IVPN has this feature, and I'm waiting for Mullvad to have this feature as well before I switch.

[Voleno1]

Add. This.

[GRIFFiin]

PLEASE add this 😭 how is it not in yet

[iamstevedavis]

+1

[OrkoGrayskull]

Please. Add. This. Feature. Mullvad!

[MediocreTwo-7]

Please add this, i cant play minecraft :( already tried everything but only shutting mullvad down seems to help.

[DAOWAce]

Please add this, i cant play minecraft :( already tried everything but only shutting mullvad down seems to help.

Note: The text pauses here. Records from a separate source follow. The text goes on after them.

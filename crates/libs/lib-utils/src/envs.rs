//! # Environment Variables
//!
//! Utilities for reading and parsing environment variables, with and without defaults.

use std::env;
use std::str::FromStr;

/// Get an environment variable by name.
pub fn get_env(name: &'static str) -> Result<String, Error> {
    env::var(name).map_err(|_| Error::MissingEnv(name))
}

/// Get an environment variable, falling back to `default` when unset or empty.
pub fn get_env_or(name: &'static str, default: &str) -> String {
    match env::var(name) {
        Ok(val) if !val.trim().is_empty() => val,
        _ => default.to_string(),
    }
}

/// Parse an environment variable, falling back to `default` when unset.
///
/// A value that is present but unparsable is an error rather than a silent default.
pub fn get_env_parse_or<T: FromStr>(name: &'static str, default: T) -> Result<T, Error> {
    match env::var(name) {
        Ok(val) if !val.trim().is_empty() => {
            val.trim().parse::<T>().map_err(|_| Error::WrongFormat(name))
        }
        _ => Ok(default),
    }
}

/// Read a boolean flag (`true/false/1/0/yes/no`), falling back to `default` when unset.
pub fn get_env_bool_or(name: &'static str, default: bool) -> Result<bool, Error> {
    match env::var(name) {
        Ok(val) if !val.trim().is_empty() => match val.trim().to_lowercase().as_str() {
            "true" | "1" | "yes" | "on" => Ok(true),
            "false" | "0" | "no" | "off" => Ok(false),
            _ => Err(Error::WrongFormat(name)),
        },
        _ => Ok(default),
    }
}

// region:    --- Error
#[derive(Debug)]
pub enum Error {
    MissingEnv(&'static str),
    WrongFormat(&'static str),
}

impl std::fmt::Display for Error {
    fn fmt(&self, fmt: &mut std::fmt::Formatter) -> std::fmt::Result {
        write!(fmt, "{self:?}")
    }
}

impl std::error::Error for Error {}
// endregion: --- Error
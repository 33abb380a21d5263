//! # Upstream Client
//!
//! Forwards one request to an upstream and relays the answer.
//!
//! - The whole exchange up to the response headers (and the body, when it is buffered) runs
//!   under one deadline. Exceeding it is treated like a connection error. No retries.
//! - Request headers are copied minus `Host`, hop-by-hop headers and `Content-Length`;
//!   `X-Forwarded-For` and `X-Request-ID` are added.
//! - Response headers are copied minus `Server` and hop-by-hop headers.
//! - Textual bodies (json, text, xml, form) are buffered so telemetry can keep a truncated
//!   copy. Other bodies are streamed through and recorded by size only.

use super::circuit_breaker::{CircuitBreakerConfig, CircuitBreakers};
use crate::middleware::RequestStamp;
use axum::body::{Body, Bytes};
use axum::http::{header, request::Parts, HeaderMap, HeaderName, HeaderValue, StatusCode};
use lib_core::telemetry::{binary_marker, truncate_body};
use lib_core::{AppError, Config, RouteEntry};
use std::time::Duration;
use thiserror::Error;
use tokio::time::Instant;

/// Largest request or response body the gateway buffers.
const MAX_BUFFERED_BODY: usize = 10 * 1024 * 1024;

const HOP_BY_HOP: &[&str] = &[
    "connection",
    "keep-alive",
    "proxy-authenticate",
    "proxy-authorization",
    "proxy-connection",
    "te",
    "trailer",
    "transfer-encoding",
    "upgrade",
];

#[derive(Debug, Error)]
pub enum UpstreamError {
    #[error("circuit open for {0}")]
    CircuitOpen(String),

    #[error("deadline of {0:?} exceeded")]
    Timeout(Duration),

    #[error("upstream connection failed: {0}")]
    Connect(String),
}

impl From<UpstreamError> for AppError {
    fn from(err: UpstreamError) -> Self {
        AppError::Upstream(err.to_string())
    }
}

// region: --- Bodies

/// Request body as it will be sent upstream.
pub enum Payload {
    Buffered(Bytes),
    Streamed(Body),
}

fn is_textual(content_type: &str) -> bool {
    let mime = content_type
        .split(';')
        .next()
        .unwrap_or_default()
        .trim()
        .to_ascii_lowercase();

    mime.starts_with("text/")
        || mime.ends_with("json")
        || mime.ends_with("xml")
        || mime.ends_with("javascript")
        || mime == "application/x-www-form-urlencoded"
}

fn content_type(headers: &HeaderMap) -> Option<String> {
    headers
        .get(header::CONTENT_TYPE)
        .and_then(|v| v.to_str().ok())
        .map(str::to_string)
}

fn content_length(headers: &HeaderMap) -> Option<u64> {
    headers
        .get(header::CONTENT_LENGTH)
        .and_then(|v| v.to_str().ok())
        .and_then(|v| v.parse().ok())
}

/// Telemetry text for a buffered body.
fn summarize(bytes: &[u8], limit: usize) -> String {
    match std::str::from_utf8(bytes) {
        Ok(text) => truncate_body(text, limit),
        Err(_) => binary_marker(Some(bytes.len() as u64)),
    }
}

/// Decide how to carry the request body and what telemetry keeps of it.
///
/// Textual bodies and bodies without a content type are buffered.
pub async fn capture_request(
    headers: &HeaderMap,
    body: Body,
    limit: usize,
) -> Result<(Payload, String), AppError> {
    let buffered = content_type(headers).map_or(true, |ct| is_textual(&ct));

    if !buffered {
        let marker = binary_marker(content_length(headers));
        return Ok((Payload::Streamed(body), marker));
    }

    let bytes = axum::body::to_bytes(body, MAX_BUFFERED_BODY)
        .await
        .map_err(|e| AppError::InvalidInput(format!("unreadable request body: {e}")))?;
    let summary = summarize(&bytes, limit);
    Ok((Payload::Buffered(bytes), summary))
}

// endregion: --- Bodies

// region: --- Headers

fn is_hop_by_hop(name: &HeaderName) -> bool {
    HOP_BY_HOP.contains(&name.as_str())
}

fn forward_headers(inbound: &HeaderMap, stamp: &RequestStamp) -> HeaderMap {
    let mut headers = HeaderMap::with_capacity(inbound.len() + 2);
    for (name, value) in inbound {
        if name == header::HOST || name == header::CONTENT_LENGTH || is_hop_by_hop(name) {
            continue;
        }
        headers.append(name.clone(), value.clone());
    }

    let forwarded_for = match inbound.get("x-forwarded-for").and_then(|v| v.to_str().ok()) {
        Some(prev) => format!("{prev}, {}", stamp.client_ip),
        None => stamp.client_ip.clone(),
    };
    if let Ok(value) = HeaderValue::from_str(&forwarded_for) {
        headers.insert("x-forwarded-for", value);
    }
    if let Ok(value) = HeaderValue::from_str(&stamp.id) {
        headers.insert("x-request-id", value);
    }

    headers
}

fn relay_headers(upstream: &HeaderMap) -> HeaderMap {
    let mut headers = HeaderMap::with_capacity(upstream.len());
    for (name, value) in upstream {
        if name == header::SERVER || is_hop_by_hop(name) {
            continue;
        }
        headers.append(name.clone(), value.clone());
    }
    headers
}

// endregion: --- Headers

// region: --- Client

/// Upstream answer ready to relay, plus what telemetry keeps of its body.
pub struct Forwarded {
    pub status: StatusCode,
    pub headers: HeaderMap,
    pub body: Body,
    pub body_summary: String,
    pub content_type: Option<String>,
}

impl Forwarded {
    pub fn into_response(self) -> axum::response::Response {
        let mut response = axum::response::Response::new(self.body);
        *response.status_mut() = self.status;
        *response.headers_mut() = self.headers;
        response
    }
}

pub struct UpstreamClient {
    client: reqwest::Client,
    timeout: Duration,
    body_limit: usize,
    breakers: CircuitBreakers,
}

impl UpstreamClient {
    pub fn new(config: &Config) -> Result<Self, AppError> {
        let client = reqwest::Client::builder()
            .tcp_keepalive(Duration::from_secs(30))
            .pool_max_idle_per_host(10)
            .pool_idle_timeout(Duration::from_secs(90))
            .redirect(reqwest::redirect::Policy::none())
            .build()
            .map_err(|e| AppError::Config(format!("http client: {e}")))?;

        let breakers = CircuitBreakers::new(CircuitBreakerConfig {
            failure_threshold: config.circuit_failure_threshold.max(1),
            success_threshold: config.circuit_success_threshold.max(1),
            open_duration: Duration::from_secs(config.circuit_open_secs),
        });

        Ok(Self {
            client,
            timeout: Duration::from_secs(config.upstream_timeout_secs),
            body_limit: config.telemetry_body_limit,
            breakers,
        })
    }

    /// Override the deadline (tests use sub-second values).
    pub fn with_timeout(mut self, timeout: Duration) -> Self {
        self.timeout = timeout;
        self
    }

    pub fn breakers(&self) -> &CircuitBreakers {
        &self.breakers
    }

    pub fn body_limit(&self) -> usize {
        self.body_limit
    }

    /// Forward to `entry`'s upstream. The path is rewritten by stripping the route prefix.
    pub async fn forward(
        &self,
        entry: &RouteEntry,
        parts: &Parts,
        payload: Payload,
        stamp: &RequestStamp,
    ) -> Result<Forwarded, UpstreamError> {
        let breaker = self.breakers.get(&entry.upstream_base_url);
        if breaker.allow_request().is_err() {
            return Err(UpstreamError::CircuitOpen(entry.upstream_base_url.clone()));
        }

        let url = entry.upstream_url(parts.uri.path(), parts.uri.query());
        let deadline = Instant::now() + self.timeout;

        let mut request = self
            .client
            .request(parts.method.clone(), &url)
            .headers(forward_headers(&parts.headers, stamp));

        request = match payload {
            Payload::Buffered(bytes) if bytes.is_empty() => request,
            Payload::Buffered(bytes) => request.body(bytes),
            Payload::Streamed(body) => {
                request.body(reqwest::Body::wrap_stream(body.into_data_stream()))
            }
        };

        tracing::debug!(url = %url, method = %parts.method, "[PROXY] Forwarding");

        let response = match tokio::time::timeout_at(deadline, request.send()).await {
            Err(_) => {
                breaker.record_failure();
                return Err(UpstreamError::Timeout(self.timeout));
            }
            Ok(Err(e)) => {
                breaker.record_failure();
                return Err(UpstreamError::Connect(e.to_string()));
            }
            Ok(Ok(response)) => response,
        };

        let status = response.status();
        if status.is_server_error() {
            breaker.record_failure();
        } else {
            breaker.record_success();
        }

        let headers = relay_headers(response.headers());
        let content_type = content_type(response.headers());

        if !content_type.as_deref().is_some_and(is_textual) {
            let marker = binary_marker(response.content_length());
            return Ok(Forwarded {
                status,
                headers,
                body: Body::from_stream(response.bytes_stream()),
                body_summary: marker,
                content_type,
            });
        }

        let bytes = match tokio::time::timeout_at(deadline, response.bytes()).await {
            Err(_) => return Err(UpstreamError::Timeout(self.timeout)),
            Ok(Err(e)) => return Err(UpstreamError::Connect(e.to_string())),
            Ok(Ok(bytes)) => bytes,
        };

        Ok(Forwarded {
            status,
            headers,
            body_summary: summarize(&bytes, self.body_limit),
            body: Body::from(bytes),
            content_type,
        })
    }
}

// endregion: --- Client
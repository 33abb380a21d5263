//! # Telemetry Repository
//!
//! Inserts `log_proxies` rows and aggregates them for `/log-stats-proxy`.

use super::models::{LogProxyForCreate, LogProxyRow, LogProxyStat};
use super::DbPool;
use chrono::{DateTime, Utc};
use sqlx::query_as;

pub struct TelemetryRepository;

impl TelemetryRepository {
    pub async fn insert(pool: &DbPool, row: &LogProxyForCreate) -> Result<i64, sqlx::Error> {
        let result = sqlx::query(
            "INSERT INTO log_proxies
                (level, service, method, path, user_auth, status, duration_ms, fields, timestamp)
             VALUES (?, ?, ?, ?, ?, ?, ?, ?, ?)",
        )
        .bind(&row.level)
        .bind(&row.service)
        .bind(&row.method)
        .bind(&row.path)
        .bind(&row.user_auth)
        .bind(row.status)
        .bind(row.duration_ms)
        .bind(&row.fields)
        .bind(row.timestamp)
        .execute(pool)
        .await?;

        Ok(result.last_insert_rowid())
    }

    /// Rows in insertion order. Used by tests and diagnostics.
    pub async fn list(pool: &DbPool, limit: i64) -> Result<Vec<LogProxyRow>, sqlx::Error> {
        query_as::<_, LogProxyRow>("SELECT * FROM log_proxies ORDER BY id ASC LIMIT ?")
            .bind(limit)
            .fetch_all(pool)
            .await
    }

    /// Average duration and count grouped by `(service, method, path, status)` within an
    /// optional time window.
    pub async fn stats(
        pool: &DbPool,
        from: Option<DateTime<Utc>>,
        to: Option<DateTime<Utc>>,
    ) -> Result<Vec<LogProxyStat>, sqlx::Error> {
        query_as::<_, LogProxyStat>(
            "SELECT service, method, path, status,
                    CAST(AVG(duration_ms) AS REAL) AS avg_duration_ms,
                    COUNT(*) AS count
             FROM log_proxies
             WHERE (?1 IS NULL OR timestamp >= ?1) AND (?2 IS NULL OR timestamp <= ?2)
             GROUP BY service, method, path, status
             ORDER BY count DESC, service ASC",
        )
        .bind(from)
        .bind(to)
        .fetch_all(pool)
        .await
    }
}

Yeah, like I mentioned in Dec 2022, it just seems impossible. I've not found a way to do it either.

Sad this has been left stale for so long.

[voidblack]

+1

[Digitalone1]

For a linux implementation, vopono would be a good reference implementation as doing split tunneling this way can be very useful.

It would be very useful, but vopono is not a good reference implementation. It does not work with IPv6 endpoints (https://github.com/jamesmcm/vopono/issues/181) and even with IPv4 endpoints there are various issues when you have a running firewall (https://github.com/jamesmcm/vopono/issues/273). It never worked to me.

If namespaces are the only way of doing the inverse split tunnelling on Linux, they are too complex and will lead to other troubles that it's not worth to implement them.